▶ [Problem to solve]: Your answer should consist solely of the lines from the first line of the data through the line with "use crate::session::ring_buffer::RingBuffer;", each reproduced exactly.

Collected data entries
● ● ●

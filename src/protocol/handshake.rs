//! RTMP handshake implementation (client side)
//!
//! The RTMP handshake consists of three phases:
//!
//! ```text
//! Client                                   Server
//!   |                                        |
//!   |------- C0 (1 byte: version) --------->|
//!   |------- C1 (1536 bytes: zero+random) ->|
//!   |                                        |
//!   |<------ S0 (1 byte: version) ----------|
//!   |<------ S1 (1536 bytes: time+random) --|
//!   |<------ S2 (1536 bytes: echo C1) ------|
//!   |                                        |
//!   |------- C2 (1536 bytes: echo S1) ----->|
//!   |                                        |
//!   |          [Handshake Complete]          |
//! ```
//!
//! Sends and receives are tracked by independent pending flags. Every call to
//! [`Handshake::next_packet`] emits at most one of C0, C1, C2; every call to
//! [`Handshake::process`] consumes at most one of S0, S1, S2 from the inbound
//! ring buffer.
//!
//! This implementation uses the "simple" handshake (no HMAC digest).
//!
//! Reference: RTMP Specification Section 5.2

use bytes::Bytes;
use rand::RngCore;

use crate::error::{HandshakeError, Result};
use crate::protocol::constants::{HANDSHAKE_HEADER_SIZE, HANDSHAKE_SIZE, RTMP_VERSION};
use crate::session::ring_buffer::RingBuffer;

/// Pending handshake steps; `true` means the step has not happened yet
#[derive(Debug, Clone, Copy, Default, PartialEq, Eq)]
pub struct HandshakeProgress {
    pub c0: bool,
    pub c1: bool,
    pub c2: bool,
    pub s0: bool,
    pub s1: bool,
    pub s2: bool,
}

impl HandshakeProgress {
    /// Every step pending, as on a fresh connection
    pub fn all_pending() -> Self {
        Self {
            c0: true,
            c1: true,
            c2: true,
            s0: true,
            s1: true,
            s2: true,
        }
    }
}

/// A unit consumed from the inbound stream
#[derive(Debug, Clone, Copy, PartialEq, Eq)]
pub enum HandshakeUnit {
    /// S0 with the version byte the server sent
    S0(u8),
    S1,
    S2,
}

/// Next inbound unit the machine expects
#[derive(Debug, Clone, Copy, PartialEq, Eq)]
enum Inbound {
    S0,
    S1,
    S2,
    Done,
}

/// Client handshake state machine
#[derive(Debug)]
pub struct Handshake {
    started: bool,
    complete: bool,
    progress: HandshakeProgress,
    inbound: Inbound,
    /// C1 as sent, kept for S2 verification
    c1: Option<Box<[u8; HANDSHAKE_SIZE]>>,
    /// S1 as received, released once C2 is sent
    s1: Option<Box<[u8; HANDSHAKE_SIZE]>>,
    /// Fail on a bad S0 version instead of logging it
    strict: bool,
    /// Require S2 to echo the random part of C1
    verify_echo: bool,
}

impl Handshake {
    /// Create a handshake that has not started yet
    pub fn new(strict: bool, verify_echo: bool) -> Self {
        Self {
            started: false,
            complete: false,
            progress: HandshakeProgress::default(),
            inbound: Inbound::S0,
            c1: None,
            s1: None,
            strict,
            verify_echo,
        }
    }

    /// Transport connected: mark every step pending
    pub fn start(&mut self) {
        self.reset();
        self.started = true;
        self.progress = HandshakeProgress::all_pending();
        tracing::debug!("Handshake started");
    }

    /// Back to the unstarted state, dropping retained packets
    pub fn reset(&mut self) {
        self.started = false;
        self.complete = false;
        self.progress = HandshakeProgress::default();
        self.inbound = Inbound::S0;
        self.c1 = None;
        self.s1 = None;
    }

    pub fn is_started(&self) -> bool {
        self.started
    }

    /// Check if handshake is complete
    pub fn is_complete(&self) -> bool {
        self.complete
    }

    /// Snapshot of the pending flags
    pub fn progress(&self) -> HandshakeProgress {
        self.progress
    }

    /// Whether S1 is currently retained
    pub fn has_retained_s1(&self) -> bool {
        self.s1.is_some()
    }

    /// Produce the next outbound packet, at most one per call
    ///
    /// Order is C0, C1, then C2 once S2 has arrived. Returns `None` when
    /// nothing can be sent right now.
    pub fn next_packet(&mut self) -> Option<Bytes> {
        if !self.started || self.complete {
            return None;
        }

        if self.progress.c0 {
            self.progress.c0 = false;
            tracing::debug!("Sending C0");
            return Some(Bytes::from_static(&[RTMP_VERSION]));
        }

        if self.progress.c1 {
            let c1 = generate_c1();
            let packet = Bytes::copy_from_slice(&c1[..]);
            self.c1 = Some(c1);
            self.progress.c1 = false;
            tracing::debug!("Sending C1");
            return Some(packet);
        }

        if self.progress.c2 && !self.progress.s2 {
            let s1 = self.s1.take()?;
            let c2 = generate_c2(&s1);
            self.progress.c2 = false;
            self.complete = true;
            self.c1 = None;
            tracing::debug!("Sending C2, handshake complete");
            return Some(Bytes::copy_from_slice(&c2[..]));
        }

        None
    }

    /// Consume the next server unit from `ring`
    ///
    /// Returns `Ok(None)` without consuming anything when the ring holds less
    /// than a whole unit, or when every unit has already been received.
    pub fn process(&mut self, ring: &RingBuffer) -> Result<Option<HandshakeUnit>> {
        if !self.started {
            return Err(HandshakeError::InvalidState.into());
        }

        match self.inbound {
            Inbound::S0 => {
                let mut s0 = [0u8; 1];
                if !ring.get_exact(&mut s0) {
                    return Ok(None);
                }
                let version = s0[0];
                if version == RTMP_VERSION {
                    self.progress.s0 = false;
                } else if self.strict {
                    tracing::debug!(version = version, "Rejecting S0");
                    return Err(HandshakeError::InvalidVersion(version).into());
                } else {
                    tracing::warn!(version = version, "Unexpected S0 version, continuing");
                }
                self.inbound = Inbound::S1;
                tracing::debug!(version = version, "Received S0");
                Ok(Some(HandshakeUnit::S0(version)))
            }
            Inbound::S1 => {
                let mut s1 = Box::new([0u8; HANDSHAKE_SIZE]);
                if !ring.get_exact(&mut s1[..]) {
                    return Ok(None);
                }
                self.s1 = Some(s1);
                self.progress.s1 = false;
                self.inbound = Inbound::S2;
                tracing::debug!("Received S1");
                Ok(Some(HandshakeUnit::S1))
            }
            Inbound::S2 => {
                let mut s2 = Box::new([0u8; HANDSHAKE_SIZE]);
                if !ring.get_exact(&mut s2[..]) {
                    return Ok(None);
                }
                if self.verify_echo {
                    let echoed = self
                        .c1
                        .as_ref()
                        .is_some_and(|c1| c1[HANDSHAKE_HEADER_SIZE..] == s2[HANDSHAKE_HEADER_SIZE..]);
                    if !echoed {
                        return Err(HandshakeError::ResponseMismatch.into());
                    }
                }
                self.progress.s2 = false;
                self.inbound = Inbound::Done;
                tracing::debug!("Received S2");
                Ok(Some(HandshakeUnit::S2))
            }
            Inbound::Done => Ok(None),
        }
    }
}

/// C1: zeroed time and zero fields, then random bytes
fn generate_c1() -> Box<[u8; HANDSHAKE_SIZE]> {
    let mut packet = Box::new([0u8; HANDSHAKE_SIZE]);
    rand::rng().fill_bytes(&mut packet[HANDSHAKE_HEADER_SIZE..]);
    packet
}

/// C2: S1 echoed back with bytes 4..8 zeroed
fn generate_c2(s1: &[u8; HANDSHAKE_SIZE]) -> Box<[u8; HANDSHAKE_SIZE]> {
    let mut echo = Box::new(*s1);
    echo[4..HANDSHAKE_HEADER_SIZE].fill(0);
    echo
}

#[cfg(test)]
mod tests {
    use super::*;
    use crate::error::Error;

    fn started(strict: bool, verify_echo: bool) -> Handshake {
        let mut handshake = Handshake::new(strict, verify_echo);
        handshake.start();
        handshake
    }

    fn s1_packet() -> Vec<u8> {
        (0..HANDSHAKE_SIZE).map(|i| (i % 251) as u8 + 1).collect()
    }

    #[test]
    fn test_start_marks_everything_pending() {
        let handshake = started(true, false);
        assert!(handshake.is_started());
        assert!(!handshake.is_complete());
        assert_eq!(handshake.progress(), HandshakeProgress::all_pending());
    }

    #[test]
    fn test_nothing_sent_before_start() {
        let mut handshake = Handshake::new(true, false);
        assert!(handshake.next_packet().is_none());
        let ring = RingBuffer::new(16);
        assert!(handshake.process(&ring).is_err());
    }

    #[test]
    fn test_c0_then_c1_one_per_call() {
        let mut handshake = started(true, false);

        let c0 = handshake.next_packet().unwrap();
        assert_eq!(&c0[..], &[0x03]);
        assert!(!handshake.progress().c0);
        assert!(handshake.progress().c1);

        let c1 = handshake.next_packet().unwrap();
        assert_eq!(c1.len(), HANDSHAKE_SIZE);
        assert_eq!(&c1[..8], &[0u8; 8]);
        assert!(!handshake.progress().c1);

        // C2 waits for S2
        assert!(handshake.next_packet().is_none());
        assert!(handshake.progress().c2);
    }

    #[test]
    fn test_s0_match_clears_flag() {
        let mut handshake = started(true, false);
        let ring = RingBuffer::new(16);
        ring.put(&[0x03]);
        assert_eq!(handshake.process(&ring).unwrap(), Some(HandshakeUnit::S0(3)));
        assert!(!handshake.progress().s0);
    }

    #[test]
    fn test_s0_mismatch_strict_fails() {
        let mut handshake = started(true, false);
        let ring = RingBuffer::new(16);
        ring.put(&[0x04]);
        match handshake.process(&ring) {
            Err(Error::Handshake(HandshakeError::InvalidVersion(4))) => {}
            other => panic!("unexpected result: {:?}", other),
        }
        assert!(handshake.progress().s0);
    }

    #[test]
    fn test_s0_mismatch_lenient_keeps_flag_and_moves_on() {
        let mut handshake = started(false, false);
        let ring = RingBuffer::new(4096);
        ring.put(&[0x04]);
        assert_eq!(handshake.process(&ring).unwrap(), Some(HandshakeUnit::S0(4)));
        assert!(handshake.progress().s0);
        assert_eq!(ring.bytes_available(), 0);

        ring.put(&s1_packet());
        assert_eq!(handshake.process(&ring).unwrap(), Some(HandshakeUnit::S1));
    }

    #[test]
    fn test_partial_unit_is_not_consumed() {
        let mut handshake = started(true, false);
        let ring = RingBuffer::new(4096);
        ring.put(&[0x03]);
        handshake.process(&ring).unwrap();

        ring.put(&s1_packet()[..1000]);
        assert_eq!(handshake.process(&ring).unwrap(), None);
        assert_eq!(ring.bytes_available(), 1000);
        assert!(handshake.progress().s1);
    }

    #[test]
    fn test_one_unit_per_pass() {
        let mut handshake = started(true, false);
        let ring = RingBuffer::new(4096);
        ring.put(&[0x03]);
        ring.put(&s1_packet());

        assert_eq!(handshake.process(&ring).unwrap(), Some(HandshakeUnit::S0(3)));
        assert_eq!(ring.bytes_available(), HANDSHAKE_SIZE);
        assert_eq!(handshake.process(&ring).unwrap(), Some(HandshakeUnit::S1));
        assert_eq!(ring.bytes_available(), 0);
    }

    #[test]
    fn test_c2_echoes_s1_with_zeroed_ack_field() {
        let mut handshake = started(true, false);
        handshake.next_packet();
        handshake.next_packet();

        let ring = RingBuffer::new(4096);
        let s1 = s1_packet();
        ring.put(&[0x03]);
        ring.put(&s1);
        handshake.process(&ring).unwrap();
        handshake.process(&ring).unwrap();
        assert!(handshake.has_retained_s1());
        assert!(handshake.next_packet().is_none());

        ring.put(&[0u8; HANDSHAKE_SIZE]);
        assert_eq!(handshake.process(&ring).unwrap(), Some(HandshakeUnit::S2));

        let c2 = handshake.next_packet().unwrap();
        assert_eq!(&c2[..4], &s1[..4]);
        assert_eq!(&c2[4..8], &[0u8; 4]);
        assert_eq!(&c2[8..], &s1[8..]);

        assert!(handshake.is_complete());
        assert!(!handshake.has_retained_s1());
        assert!(handshake.next_packet().is_none());
        assert_eq!(handshake.process(&ring).unwrap(), None);
    }

    #[test]
    fn test_echo_verification() {
        let mut handshake = started(true, true);
        handshake.next_packet();
        let c1 = handshake.next_packet().unwrap();

        let ring = RingBuffer::new(4096);
        ring.put(&[0x03]);
        ring.put(&s1_packet());
        handshake.process(&ring).unwrap();
        handshake.process(&ring).unwrap();

        // Wrong echo
        ring.put(&[0u8; HANDSHAKE_SIZE]);
        match handshake.process(&ring) {
            Err(Error::Handshake(HandshakeError::ResponseMismatch)) => {}
            other => panic!("unexpected result: {:?}", other),
        }

        // Correct echo, time fields may differ
        let mut handshake = started(true, true);
        handshake.next_packet();
        let c1_again = handshake.next_packet().unwrap();
        ring.clear();
        ring.put(&[0x03]);
        ring.put(&s1_packet());
        handshake.process(&ring).unwrap();
        handshake.process(&ring).unwrap();
        let mut s2 = c1_again.to_vec();
        s2[..8].copy_from_slice(&[1, 2, 3, 4, 5, 6, 7, 8]);
        ring.put(&s2);
        assert_eq!(handshake.process(&ring).unwrap(), Some(HandshakeUnit::S2));
        assert_ne!(c1, c1_again);
    }

    #[test]
    fn test_reset_drops_state() {
        let mut handshake = started(true, false);
        handshake.next_packet();
        handshake.reset();
        assert!(!handshake.is_started());
        assert_eq!(handshake.progress(), HandshakeProgress::default());
        assert!(handshake.next_packet().is_none());
    }
}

● ● ●

▶ [Answer section]:
filename src/protocol/handshake.rs
//! RTMP handshake implementation (client side)
//!
//! The RTMP handshake consists of three phases:
//!
//! ```text
//! Client                                   Server
//!   |                                        |
//!   |------- C0 (1 byte: version) --------->|
//!   |------- C1 (1536 bytes: zero+random) ->|
//!   |                                        |
//!   |<------ S0 (1 byte: version) ----------|
//!   |<------ S1 (1536 bytes: time+random) --|
//!   |<------ S2 (1536 bytes: echo C1) ------|
//!   |                                        |
//!   |------- C2 (1536 bytes: echo S1) ----->|
//!   |                                        |
//!   |          [Handshake Complete]          |
//! ```
//!
//! Sends and receives are tracked by independent pending flags. Every call to
//! [`Handshake::next_packet`] emits at most one of C0, C1, C2; every call to
//! [`Handshake::process`] consumes at most one of S0, S1, S2 from the inbound
//! ring buffer.
//!
//! This implementation uses the "simple" handshake (no HMAC digest).
//!
//! Reference: RTMP Specification Section 5.2

use bytes::Bytes;
use rand::RngCore;

use crate::error::{HandshakeError, Result};
use crate::protocol::constants::{HANDSHAKE_HEADER_SIZE, HANDSHAKE_SIZE, RTMP_VERSION};
use crate::session::ring_buffer::RingBuffer;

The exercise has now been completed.